But I admit I sort of willfully skipped over this point precisely _because_ I
dislike recursive mutexes. But they are there for this case, you are 100%
right.

------
Matthias247
Looks interesting, especially as a way to introduce some extra thread safety
checking into legacy codebases. Or improve the quality of new ones if C++ is
the target (yes, I know that Rust can do similar things without extra tools).

If anyone is familiar with it I directly have a question regarding it: An
often used pattern besides locking is that data is owned by a particular
thread, and only that thread is allowed to mutate the data. E.g. in GUIs only
the main thread can mutate it. I guess that can also be expressed with the
tool, but examples would be welcome. I guess the owning thread could have the
capability, but a challenge could be that the start and end of the owning
thread might be encapsulated by a library (e.g. QT or Windows mainloop), and
be slightly hidden from the implementation of components. The goal should be
that if I do

    
    
        field = value;
    

inside an arbitrary thread I get a warning. And if I do

    
    
        owningThreadWithEventLoop.post([](){ field = value; });
    

everything is fine.

------
zvrba
I prefer to use language constructs to enforce correct usage where possible.

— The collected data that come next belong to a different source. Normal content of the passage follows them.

//! Audio sink boundary
//!
//! The quiz core only ever sends one-way requests: play a cue, start or stop
//! the background loop, resume the context from a user gesture. Nothing comes
//! back, so a broken or missing audio device can never disturb game state.

#[cfg(target_arch = "wasm32")]
pub mod web;

#[cfg(target_arch = "wasm32")]
pub use web::WebAudio;

use serde::{Deserialize, Serialize};

/// Sound cue names
#[derive(Debug, Clone, Copy, PartialEq, Eq, Hash, Serialize, Deserialize)]
pub enum Cue {
    /// Keypad press
    Click,
    /// Right answer
    Correct,
    /// Wrong answer
    Wrong,
    /// Level cleared
    LevelComplete,
    /// Out of hearts
    GameOver,
    /// Final level cleared
    Victory,
}

/// Fire-and-forget audio capability injected into the state machine
pub trait AudioSink {
    /// Unlock playback. Must be called from inside a user-gesture handler.
    fn request_resume(&mut self);
    fn play_cue(&mut self, cue: Cue);
    /// Start the background music loop (idempotent)
    fn start_loop(&mut self);
    /// Stop the background music loop (idempotent)
    fn stop_loop(&mut self);
}

/// Silent sink for headless runs
#[derive(Debug, Clone, Copy, Default)]
pub struct NullAudio;

impl AudioSink for NullAudio {
    fn request_resume(&mut self) {}
    fn play_cue(&mut self, _cue: Cue) {}
    fn start_loop(&mut self) {}
    fn stop_loop(&mut self) {}
}
//! Credentials a resource authenticates inbound requests against.

use std::env;
use std::fmt;

/// Hash algorithm assumed when a credential does not name one.
pub const DEFAULT_HMAC_ALGORITHM: &str = "sha1";

/// Username/password pair plus an optional HMAC secret.
///
/// Built once at startup and shared read-only afterwards.
#[derive(Clone, PartialEq, Eq)]
pub struct Credential {
    username: String,
    password: String,
    hmac_key: Option<Vec<u8>>,
    hmac_algorithm: String,
}

impl Credential {
    /// Create a credential without an HMAC secret.
    pub fn new(username: impl Into<String>, password: impl Into<String>) -> Self {
        Self {
            username: username.into(),
            password: password.into(),
            hmac_key: None,
            hmac_algorithm: DEFAULT_HMAC_ALGORITHM.to_string(),
        }
    }

    /// Attach an HMAC secret and the name of the hash it is used with.
    pub fn with_hmac(mut self, key: impl Into<Vec<u8>>, algorithm: impl Into<String>) -> Self {
        self.hmac_key = Some(key.into());
        self.hmac_algorithm = algorithm.into();
        self
    }

    /// Load a credential from `<PREFIX>_USERNAME`, `<PREFIX>_PASSWORD`,
    /// `<PREFIX>_HMAC_KEY` and `<PREFIX>_HMAC_ALGORITHM`.
    ///
    /// A blank HMAC key counts as no key.
    pub fn from_env(prefix: &str) -> Self {
        let var = |name: &str| env::var(format!("{}_{}", prefix, name)).ok();

        let hmac_key = var("HMAC_KEY")
            .filter(|k| !k.trim().is_empty())
            .map(String::into_bytes);

        Self {
            username: var("USERNAME").unwrap_or_default(),
            password: var("PASSWORD").unwrap_or_default(),
            hmac_key,
            hmac_algorithm: var("HMAC_ALGORITHM")
                .map(|a| a.trim().to_string())
                .filter(|a| !a.is_empty())
                .unwrap_or_else(|| DEFAULT_HMAC_ALGORITHM.to_string()),
        }
    }

    pub fn username(&self) -> &str {
        &self.username
    }

    pub fn password(&self) -> &str {
        &self.password
    }

    /// The HMAC secret, if verification is enabled for this credential.
    pub fn hmac_key(&self) -> Option<&[u8]> {
        self.hmac_key.as_deref()
    }

    /// Configured hash algorithm name, lowercased.
    pub fn hmac_algorithm(&self) -> String {
        self.hmac_algorithm.to_ascii_lowercase()
    }
}

impl fmt::Debug for Credential {
    fn fmt(&self, f: &mut fmt::Formatter<'_>) -> fmt::Result {
        f.debug_struct("Credential")
            .field("username", &self.username)
            .field("password", &"<redacted>")
            .field("hmac_key", &self.hmac_key.as_ref().map(|_| "<redacted>"))
            .field("hmac_algorithm", &self.hmac_algorithm)
            .finish()
    }
}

For example, if a set of values have to be synchronized by a mutex, I wrap
them in a struct and
[http://www.boost.org/doc/libs/1_63_0/doc/html/thread/sds.htm...](http://www.boost.org/doc/libs/1_63_0/doc/html/thread/sds.html#thread.sds.synchronized_valuesxxx)

If a method requires that it's called while a mutex is held, I make it
explicit by declaring the function as `void f(std::unique_lock<std::mutex>&)`
[requiring a reference ensures that you have to have a constructed object
before function entry]. Granted, this approach doesn't associate the mutex
with its data.

------
bla2
In my experience dynamic checkers like
[https://clang.llvm.org/docs/ThreadSanitizer.html](https://clang.llvm.org/docs/ThreadSanitizer.html)
tend to work better that static checks.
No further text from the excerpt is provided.